* What you have to do:
In the records below, find the line that contains "message, &self.status_log, self.tail_lines).await" and the line that contains "if let Err(e)". Set down exactly those lines and every line between them, and nothing more.

(Stored records)
───
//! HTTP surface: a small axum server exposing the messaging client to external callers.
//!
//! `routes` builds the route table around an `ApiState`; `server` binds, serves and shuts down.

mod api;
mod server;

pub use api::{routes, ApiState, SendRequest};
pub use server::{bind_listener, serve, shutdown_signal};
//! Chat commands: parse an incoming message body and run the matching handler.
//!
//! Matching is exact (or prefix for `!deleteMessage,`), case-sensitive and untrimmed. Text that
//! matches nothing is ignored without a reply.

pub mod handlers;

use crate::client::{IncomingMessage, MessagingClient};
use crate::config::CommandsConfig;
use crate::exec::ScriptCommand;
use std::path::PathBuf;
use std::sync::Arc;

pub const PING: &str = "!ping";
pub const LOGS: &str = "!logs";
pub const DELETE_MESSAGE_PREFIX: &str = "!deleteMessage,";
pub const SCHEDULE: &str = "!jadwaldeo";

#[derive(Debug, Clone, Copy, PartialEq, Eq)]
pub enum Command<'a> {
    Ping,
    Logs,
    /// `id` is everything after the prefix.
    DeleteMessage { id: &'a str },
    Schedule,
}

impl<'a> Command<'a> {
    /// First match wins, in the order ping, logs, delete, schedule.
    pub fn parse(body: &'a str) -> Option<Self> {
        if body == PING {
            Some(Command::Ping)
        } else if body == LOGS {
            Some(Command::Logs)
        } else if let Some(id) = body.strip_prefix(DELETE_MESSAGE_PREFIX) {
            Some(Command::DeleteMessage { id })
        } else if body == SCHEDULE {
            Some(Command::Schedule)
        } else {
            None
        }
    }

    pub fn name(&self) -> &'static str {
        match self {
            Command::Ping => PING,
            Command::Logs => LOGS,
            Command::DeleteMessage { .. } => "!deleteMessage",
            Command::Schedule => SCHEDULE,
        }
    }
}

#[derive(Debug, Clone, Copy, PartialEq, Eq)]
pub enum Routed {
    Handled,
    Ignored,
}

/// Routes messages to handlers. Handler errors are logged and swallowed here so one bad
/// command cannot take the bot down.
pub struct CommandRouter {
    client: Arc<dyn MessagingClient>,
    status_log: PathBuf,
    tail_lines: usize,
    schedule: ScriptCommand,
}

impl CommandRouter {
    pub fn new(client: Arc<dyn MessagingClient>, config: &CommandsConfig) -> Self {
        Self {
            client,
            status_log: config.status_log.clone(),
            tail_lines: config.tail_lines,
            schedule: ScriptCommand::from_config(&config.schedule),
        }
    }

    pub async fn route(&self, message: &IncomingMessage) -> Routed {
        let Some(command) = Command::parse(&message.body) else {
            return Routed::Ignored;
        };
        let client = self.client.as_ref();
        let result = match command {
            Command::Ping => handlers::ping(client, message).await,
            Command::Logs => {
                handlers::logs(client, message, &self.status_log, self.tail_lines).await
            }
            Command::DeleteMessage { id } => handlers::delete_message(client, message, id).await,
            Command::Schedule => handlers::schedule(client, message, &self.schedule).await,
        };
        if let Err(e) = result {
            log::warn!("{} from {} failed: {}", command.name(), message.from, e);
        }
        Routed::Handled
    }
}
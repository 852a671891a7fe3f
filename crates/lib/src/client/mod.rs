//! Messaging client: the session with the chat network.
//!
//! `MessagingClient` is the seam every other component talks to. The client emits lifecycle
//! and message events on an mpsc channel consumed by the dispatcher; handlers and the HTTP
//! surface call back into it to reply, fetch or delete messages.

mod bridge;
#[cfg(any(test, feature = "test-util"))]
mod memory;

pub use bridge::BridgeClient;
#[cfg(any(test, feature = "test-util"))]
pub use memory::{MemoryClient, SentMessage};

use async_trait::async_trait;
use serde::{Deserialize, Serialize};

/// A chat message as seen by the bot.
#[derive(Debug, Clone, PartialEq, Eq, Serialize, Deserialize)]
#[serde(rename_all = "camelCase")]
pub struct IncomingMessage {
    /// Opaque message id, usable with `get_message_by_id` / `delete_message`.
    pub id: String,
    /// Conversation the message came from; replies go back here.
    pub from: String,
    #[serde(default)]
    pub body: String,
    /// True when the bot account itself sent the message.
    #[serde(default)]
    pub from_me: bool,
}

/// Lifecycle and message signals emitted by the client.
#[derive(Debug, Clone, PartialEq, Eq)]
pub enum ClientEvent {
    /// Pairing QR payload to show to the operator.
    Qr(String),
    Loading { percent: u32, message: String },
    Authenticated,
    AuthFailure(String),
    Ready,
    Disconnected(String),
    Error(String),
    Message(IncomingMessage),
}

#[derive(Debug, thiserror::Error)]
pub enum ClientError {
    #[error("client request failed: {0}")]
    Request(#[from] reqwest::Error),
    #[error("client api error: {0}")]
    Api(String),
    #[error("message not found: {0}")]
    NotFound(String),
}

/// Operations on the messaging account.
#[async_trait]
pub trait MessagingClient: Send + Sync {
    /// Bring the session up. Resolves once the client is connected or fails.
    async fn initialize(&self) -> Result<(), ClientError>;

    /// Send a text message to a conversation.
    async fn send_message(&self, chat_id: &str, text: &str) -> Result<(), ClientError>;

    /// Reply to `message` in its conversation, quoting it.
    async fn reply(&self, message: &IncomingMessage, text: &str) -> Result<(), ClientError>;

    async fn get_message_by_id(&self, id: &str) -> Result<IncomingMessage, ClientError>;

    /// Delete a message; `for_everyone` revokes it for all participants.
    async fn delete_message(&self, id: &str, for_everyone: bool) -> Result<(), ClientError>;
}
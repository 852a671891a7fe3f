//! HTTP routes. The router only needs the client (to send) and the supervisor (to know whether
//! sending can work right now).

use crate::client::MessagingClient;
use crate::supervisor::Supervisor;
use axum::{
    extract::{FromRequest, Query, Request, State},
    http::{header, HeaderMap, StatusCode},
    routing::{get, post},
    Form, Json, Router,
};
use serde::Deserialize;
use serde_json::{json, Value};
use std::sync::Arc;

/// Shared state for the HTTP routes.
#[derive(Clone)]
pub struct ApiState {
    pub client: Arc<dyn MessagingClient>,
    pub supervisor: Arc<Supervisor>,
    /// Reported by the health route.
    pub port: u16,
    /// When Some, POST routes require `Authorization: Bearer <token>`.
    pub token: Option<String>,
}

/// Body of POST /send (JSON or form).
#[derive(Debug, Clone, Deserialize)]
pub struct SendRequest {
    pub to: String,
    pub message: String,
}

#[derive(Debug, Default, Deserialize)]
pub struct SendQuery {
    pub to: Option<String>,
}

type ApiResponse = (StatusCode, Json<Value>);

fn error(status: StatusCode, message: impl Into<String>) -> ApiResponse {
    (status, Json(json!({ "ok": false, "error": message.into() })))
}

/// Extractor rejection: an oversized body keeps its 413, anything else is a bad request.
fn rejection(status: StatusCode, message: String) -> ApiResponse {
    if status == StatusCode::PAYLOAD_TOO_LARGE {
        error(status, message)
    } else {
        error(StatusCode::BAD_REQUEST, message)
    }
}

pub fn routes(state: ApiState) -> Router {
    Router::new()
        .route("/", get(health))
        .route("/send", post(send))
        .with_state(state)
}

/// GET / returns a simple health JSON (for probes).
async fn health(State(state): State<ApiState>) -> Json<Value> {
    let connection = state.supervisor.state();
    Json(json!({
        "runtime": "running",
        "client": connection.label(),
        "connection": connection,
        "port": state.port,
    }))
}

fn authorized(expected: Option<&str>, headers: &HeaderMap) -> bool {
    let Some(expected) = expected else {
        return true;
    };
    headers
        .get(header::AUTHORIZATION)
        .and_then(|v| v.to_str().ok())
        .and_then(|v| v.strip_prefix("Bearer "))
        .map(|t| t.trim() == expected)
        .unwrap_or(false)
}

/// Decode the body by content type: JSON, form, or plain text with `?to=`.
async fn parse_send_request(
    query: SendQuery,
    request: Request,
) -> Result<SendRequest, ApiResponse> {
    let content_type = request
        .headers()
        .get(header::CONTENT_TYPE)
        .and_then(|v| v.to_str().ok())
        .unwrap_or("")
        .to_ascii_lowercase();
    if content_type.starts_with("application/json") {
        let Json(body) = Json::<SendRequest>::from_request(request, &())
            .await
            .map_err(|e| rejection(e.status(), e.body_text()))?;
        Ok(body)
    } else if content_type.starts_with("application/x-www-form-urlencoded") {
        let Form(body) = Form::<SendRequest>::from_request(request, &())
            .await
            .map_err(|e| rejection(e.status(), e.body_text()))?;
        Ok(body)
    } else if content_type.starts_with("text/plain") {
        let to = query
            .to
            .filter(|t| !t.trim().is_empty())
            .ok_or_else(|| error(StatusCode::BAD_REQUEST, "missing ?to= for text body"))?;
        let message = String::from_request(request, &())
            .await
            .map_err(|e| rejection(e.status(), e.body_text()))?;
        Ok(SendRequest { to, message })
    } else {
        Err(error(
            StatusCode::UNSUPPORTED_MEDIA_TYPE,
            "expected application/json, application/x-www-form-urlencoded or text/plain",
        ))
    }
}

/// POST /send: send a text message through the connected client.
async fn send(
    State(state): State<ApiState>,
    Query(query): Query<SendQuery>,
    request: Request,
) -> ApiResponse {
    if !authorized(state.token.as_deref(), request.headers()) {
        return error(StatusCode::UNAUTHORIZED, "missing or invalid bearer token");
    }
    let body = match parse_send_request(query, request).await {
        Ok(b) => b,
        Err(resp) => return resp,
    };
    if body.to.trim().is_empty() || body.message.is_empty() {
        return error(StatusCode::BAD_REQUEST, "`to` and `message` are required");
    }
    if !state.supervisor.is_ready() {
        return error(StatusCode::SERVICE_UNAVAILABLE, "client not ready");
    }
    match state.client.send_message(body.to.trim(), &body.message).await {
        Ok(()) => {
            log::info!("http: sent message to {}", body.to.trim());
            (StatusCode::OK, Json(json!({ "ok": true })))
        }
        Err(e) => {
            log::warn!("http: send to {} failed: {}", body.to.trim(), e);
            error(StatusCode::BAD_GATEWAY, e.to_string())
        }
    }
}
───
* Result of the exercise:
                handlers::logs(client, message, &self.status_log, self.tail_lines).await
            }
            Command::DeleteMessage { id } => handlers::delete_message(client, message, id).await,
            Command::Schedule => handlers::schedule(client, message, &self.schedule).await,
        };
        if let Err(e) = result {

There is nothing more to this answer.